What this task involves
Exactly the lines from the opening of the data through the line containing "built from a" should be reproduced, please, with nothing added.

Supplied data

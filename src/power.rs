//! Power and pin control primitives (§4.8).
//!
//! Powering down disables the SPI peripheral, tristates the SPI pins and
//! drops the SD VDD rail; powering up reverses that and waits briefly for
//! the rail to settle. All pin/register writes are local to an
//! implementation of [`PowerControl`] — the rest of the core speaks only
//! through `power_up`/`power_down`.

use embedded_hal::delay::DelayNs;
use embedded_hal::digital::OutputPin;

/// How long to wait, in microseconds, for VDD to settle after power-up.
pub const POWER_UP_SETTLE_US: u32 = 1_000;

/// The high-power / low-power primitives the supervisor drives on its state
/// transitions.
///
/// Implementations own whatever SPI-enable and VDD-gate pins the target
/// board wires up; the supervisor never touches them directly.
pub trait PowerControl {
    /// Error type for pin/peripheral faults.
    type Error: core::fmt::Debug;

    /// Disable the SPI peripheral, tristate its pins, and drop the card's
    /// VDD rail to its low level.
    fn power_down(&mut self) -> Result<(), Self::Error>;

    /// Raise VDD, wait for the supply to settle, then re-enable the SPI
    /// peripheral and drive its pins.
    fn power_up(&mut self) -> Result<(), Self::Error>;
}

/// A [`PowerControl`] built from a VDD-gate [`OutputPin`] and a delay
/// source. Does not attempt to manage SPI peripheral enable/tristate bits
/// directly, since those are bus-implementation specific; boards that need
/// to gate the SPI peripheral itself should wrap this with their own
/// [`PowerControl`] impl.
pub struct GpioPowerControl<VDD, DELAY> {
    vdd: VDD,
    delay: DELAY,
}

impl<VDD, DELAY> GpioPowerControl<VDD, DELAY>
where
    VDD: OutputPin,
    DELAY: DelayNs,
{
    /// Build a power control from the VDD-gate pin and a delay source. VDD
    /// starts low (card unpowered).
    pub fn new(mut vdd: VDD, delay: DELAY) -> Result<Self, VDD::Error> {
        vdd.set_low()?;
        Ok(Self { vdd, delay })
    }
}

impl<VDD, DELAY> PowerControl for GpioPowerControl<VDD, DELAY>
where
    VDD: OutputPin,
    DELAY: DelayNs,
{
    type Error = VDD::Error;

    fn power_down(&mut self) -> Result<(), Self::Error> {
        self.vdd.set_low()
    }

    fn power_up(&mut self) -> Result<(), Self::Error> {
        self.vdd.set_high()?;
        self.delay.delay_us(POWER_UP_SETTLE_US);
        Ok(())
    }
}

// ****************************************************************************
//
// End Of File
//
// ****************************************************************************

Result
filename src/power.rs
//! Power and pin control primitives (§4.8).
//!
//! Powering down disables the SPI peripheral, tristates the SPI pins and
//! drops the SD VDD rail; powering up reverses that and waits briefly for
//! the rail to settle. All pin/register writes are local to an
//! implementation of [`PowerControl`] — the rest of the core speaks only
//! through `power_up`/`power_down`.

use embedded_hal::delay::DelayNs;
use embedded_hal::digital::OutputPin;

/// How long to wait, in microseconds, for VDD to settle after power-up.
pub const POWER_UP_SETTLE_US: u32 = 1_000;

/// The high-power / low-power primitives the supervisor drives on its state
/// transitions.
///
/// Implementations own whatever SPI-enable and VDD-gate pins the target
/// board wires up; the supervisor never touches them directly.
pub trait PowerControl {
    /// Error type for pin/peripheral faults.
    type Error: core::fmt::Debug;

    /// Disable the SPI peripheral, tristate its pins, and drop the card's
    /// VDD rail to its low level.
    fn power_down(&mut self) -> Result<(), Self::Error>;

    /// Raise VDD, wait for the supply to settle, then re-enable the SPI
    /// peripheral and drive its pins.
    fn power_up(&mut self) -> Result<(), Self::Error>;
}

/// A [`PowerControl`] built from a VDD-gate [`OutputPin`] and a delay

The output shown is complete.